Sincerely, Theron Ice

So I own one of the worst pianos ever made but at least it's tuned! And mark my words, the biggest musical of the teens will be written on it.


  1. Love this! I have the same piano and did a search to find out it's worth to sell it. Low and behold I own the worst piano as well! So do you want a pair? You can never have too many pianos that claim to be the worst. So I guess we will be giving this away!

  2. hahaha! There's more of them?! I moved from that house and tried to sell it for $200. Nothing happened so I ended up donating it to get the deduction. Your turn.

  3. How funny. So here's a story for you - I had one of these Grand brands I bought about 40 years ago with an employee discount when I worked at a music store. That's been my piano all this time but guess what? We bought a real grand a month ago - a baby grand Boston designed by Steinway & sons. Talk about a grand upgrade!

  4. Oh yeah, and I traded it in with the baby grand Boston purchase and got $400 for it!

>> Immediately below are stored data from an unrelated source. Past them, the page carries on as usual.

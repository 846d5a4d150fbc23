//! OpenAPI documentation

use axum::Router;
use utoipa::OpenApi;
use utoipa_swagger_ui::SwaggerUi;

use crate::api::{books, borrowing, health, members};

#[derive(OpenApi)]
#[openapi(
    info(
        title = "Library API",
        version = "1.0.0",
        description = "Books, members and borrowing history"
    ),
    servers(
        (url = "/api/v1", description = "API v1")
    ),
    paths(
        // Health
        health::health_check,
        health::readiness_check,
        // Books
        books::list_books,
        books::get_book,
        books::create_book,
        // Members
        members::list_members,
        members::get_member,
        members::create_member,
        members::get_member_history,
        // Borrowing
        borrowing::list_records,
        borrowing::get_record,
        borrowing::create_record,
    ),
    components(
        schemas(
            crate::models::book::Book,
            crate::models::book::CreateBook,
            crate::models::member::Member,
            crate::models::member::CreateMember,
            crate::models::borrowing::BorrowingRecord,
            crate::models::borrowing::CreateBorrowingRecord,
            crate::models::borrowing::BorrowingHistoryEntry,
            health::HealthResponse,
            crate::error::ErrorResponse,
        )
    ),
    tags(
        (name = "health", description = "Health check endpoints"),
        (name = "books", description = "Catalog management"),
        (name = "members", description = "Member management"),
        (name = "borrowing", description = "Borrowing history")
    )
)]
pub struct ApiDoc;

/// Create the OpenAPI documentation router
pub fn create_openapi_router() -> Router {
    Router::new()
        .merge(SwaggerUi::new("/swagger-ui").url("/api-docs/openapi.json", ApiDoc::openapi()))
}
//! Repository layer for database operations

pub mod batch;
pub mod books;
pub mod borrowing;
pub mod members;

use std::{str::FromStr, time::Duration};

use async_trait::async_trait;
use sqlx::{
    sqlite::{SqliteConnectOptions, SqlitePoolOptions},
    Pool, Sqlite,
};

use crate::{config::DatabaseConfig, error::AppResult};

pub use batch::Batch;

/// Storage for records inserted through a [`Batch`].
///
/// `insert_batch` writes every staged value inside one transaction and commits
/// once, returning generated ids in staging order. `fetch` re-reads a single
/// record so callers get rows exactly as the database stored them.
#[async_trait]
pub trait BatchStore<T: Sync>: Sync {
    type Record: Send;

    async fn insert_batch(&self, staged: &[T]) -> AppResult<Vec<i64>>;

    async fn fetch(&self, id: i64) -> AppResult<Self::Record>;
}

/// Main repository struct holding database connection pool
#[derive(Clone)]
pub struct Repository {
    pub pool: Pool<Sqlite>,
    pub books: books::BooksRepository,
    pub members: members::MembersRepository,
    pub borrowing: borrowing::BorrowingRepository,
}

impl Repository {
    /// Create a new repository with the given database pool
    pub fn new(pool: Pool<Sqlite>) -> Self {
        Self {
            books: books::BooksRepository::new(pool.clone()),
            members: members::MembersRepository::new(pool.clone()),
            borrowing: borrowing::BorrowingRepository::new(pool.clone()),
            pool,
        }
    }

    /// Round-trip to the database
    pub async fn ping(&self) -> AppResult<()> {
        sqlx::query("SELECT 1").execute(&self.pool).await?;
        Ok(())
    }
}

/// Open a connection pool to the configured SQLite database
pub async fn connect(config: &DatabaseConfig) -> AppResult<Pool<Sqlite>> {
    let options = SqliteConnectOptions::from_str(&config.url)?
        .create_if_missing(true)
        .foreign_keys(true);

    let pool_options = if config.is_in_memory() {
        // Each connection to an in-memory database sees its own empty store
        SqlitePoolOptions::new()
            .max_connections(1)
            .min_connections(1)
            .idle_timeout(None::<Duration>)
            .max_lifetime(None::<Duration>)
    } else {
        SqlitePoolOptions::new()
            .max_connections(config.max_connections)
            .min_connections(config.min_connections)
    };

    let pool = pool_options.connect_with(options).await?;
    Ok(pool)
}

/// Create the schema if it does not exist yet
pub async fn create_schema(pool: &Pool<Sqlite>) -> AppResult<()> {
    sqlx::migrate!("./migrations").run(pool).await?;
    Ok(())
}

/// Connect and create the schema in one step
pub async fn open(config: &DatabaseConfig) -> AppResult<Repository> {
    let pool = connect(config).await?;
    create_schema(&pool).await?;
    tracing::debug!("Schema ready at {}", config.url);
    Ok(Repository::new(pool))
}
//! Random borrowing records for seeded books and members

use std::ops::RangeInclusive;

use chrono::{Duration, NaiveDate};
use rand::{seq::SliceRandom, Rng};

use crate::{
    error::{AppError, AppResult},
    models::{Book, CreateBorrowingRecord, Member},
};

/// Loans already returned
pub const CLOSED_LOANS: usize = 10;
/// Loans still out
pub const OPEN_LOANS: usize = 5;

/// Days between a closed loan's borrow date and today
pub const CLOSED_LOAN_AGE_DAYS: RangeInclusive<i64> = 30..=90;
/// Days a closed loan was kept
pub const CLOSED_LOAN_LENGTH_DAYS: RangeInclusive<i64> = 7..=21;
/// Days between an open loan's borrow date and today
pub const OPEN_LOAN_AGE_DAYS: RangeInclusive<i64> = 1..=14;

/// Plan closed then open loans over `books` and `members`.
///
/// Books and members are drawn uniformly with replacement, so one book can
/// appear in several loans, open ones included.
pub fn plan_loans<R: Rng + ?Sized>(
    rng: &mut R,
    today: NaiveDate,
    books: &[Book],
    members: &[Member],
) -> AppResult<Vec<CreateBorrowingRecord>> {
    if books.is_empty() || members.is_empty() {
        return Err(AppError::BadRequest(
            "Borrowing records need at least one book and one member".to_string(),
        ));
    }

    let mut records = Vec::with_capacity(CLOSED_LOANS + OPEN_LOANS);

    for _ in 0..CLOSED_LOANS {
        let (book, member) = pick(rng, books, members)?;
        let borrow_date = today - Duration::days(rng.gen_range(CLOSED_LOAN_AGE_DAYS));
        let return_date = borrow_date + Duration::days(rng.gen_range(CLOSED_LOAN_LENGTH_DAYS));

        records.push(CreateBorrowingRecord {
            book_id: book.id,
            member_id: member.id,
            borrow_date,
            return_date: Some(return_date),
        });
    }

    for _ in 0..OPEN_LOANS {
        let (book, member) = pick(rng, books, members)?;
        let borrow_date = today - Duration::days(rng.gen_range(OPEN_LOAN_AGE_DAYS));

        records.push(CreateBorrowingRecord {
            book_id: book.id,
            member_id: member.id,
            borrow_date,
            return_date: None,
        });
    }

    Ok(records)
}

fn pick<'a, R: Rng + ?Sized>(
    rng: &mut R,
    books: &'a [Book],
    members: &'a [Member],
) -> AppResult<(&'a Book, &'a Member)> {
    let book = books
        .choose(rng)
        .ok_or_else(|| AppError::BadRequest("No books to lend".to_string()))?;
    let member = members
        .choose(rng)
        .ok_or_else(|| AppError::BadRequest("No members to lend to".to_string()))?;
    Ok((book, member))
}
//! Member management service

use validator::Validate;

use crate::{
    error::{AppError, AppResult},
    models::{
        borrowing::BorrowingHistoryEntry,
        member::{CreateMember, Member},
    },
    repository::Repository,
};

#[derive(Clone)]
pub struct MembersService {
    repository: Repository,
}

impl MembersService {
    pub fn new(repository: Repository) -> Self {
        Self { repository }
    }

    pub async fn list_members(&self) -> AppResult<Vec<Member>> {
        self.repository.members.list().await
    }

    pub async fn get_member(&self, id: i64) -> AppResult<Member> {
        self.repository.members.get_by_id(id).await
    }

    /// Create a new member. Emails are unique, compared case-insensitively.
    pub async fn create_member(&self, member: CreateMember) -> AppResult<Member> {
        member.validate()?;

        if self.repository.members.get_by_email(&member.email).await?.is_some() {
            return Err(AppError::Conflict("Email already registered".to_string()));
        }

        let created = self.repository.members.create(&member).await?;
        tracing::info!("Members: created member id={}", created.id);
        Ok(created)
    }

    /// Borrowing history of a member
    pub async fn borrowing_history(&self, member_id: i64) -> AppResult<Vec<BorrowingHistoryEntry>> {
        // Verify member exists
        self.repository.members.get_by_id(member_id).await?;
        self.repository.borrowing.history_for_member(member_id).await
    }
}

  5. Wow, you bought the original one new! That is quite the upgrade. Play the baby grand in good health!

  6. I have seen these pianos in the past and they are bad to the core. They have absolutely no redeeming qualities except that they are the worst pianos that have been made in all likelihood. They sound wretched, they are a poor excuse for a piano. I can't say much more about them. These pianos are a Grand disaster.

  7. I have a question. Does the Grand Company still exist? I was handed down a Grand piano and there is a lifetime warranty. One tuner said to get rid of it but if it can be fixed it can be used for practice.

    1. In my investigation a few years back, I found no evidence that it still exists.

  8. The Pratt-Read action was one of the best in the world, with a smooth, light touch. The little Grand 1911 I restored was fun to play and uplifting, like a toy. If it has been well-maintained, this is a great piano.

  9. I am one of the few piano virtuosos who actually restore and rebuild the instruments. Not a fan of most "experts" quality of work. I got my first "grand" piano in today and its a very well built American instrument. It has a real spuce sound board (i hate plywood soundboards, sound like a tin can once the internal glue starts to let go from vibrations. Plus a good quality sound board has a matched grain pattern for quality in tone, plywood crosses the grain to prevent cracking which is a hoax anyways, get some wood epoxy fill the crack!) The action on this "grand" is a delightful medium heavy feel. I just brought it from being tuned to A410 to A440 (up a whole pitch!) in about a hour the correct way and had no slipping notes or snapped strings. Casing is solid oak, rare on a piano and definitly not asian style plywood. I would pick this piano over most pianos built after the eighties just for its parts quality and ability to not just fall apart like a peice of junk. Any used piano kept in tune and in the right environment is usually worth keeping. Use your ear. If you like the tone and feel of a piano keep it, no need for a second opinion.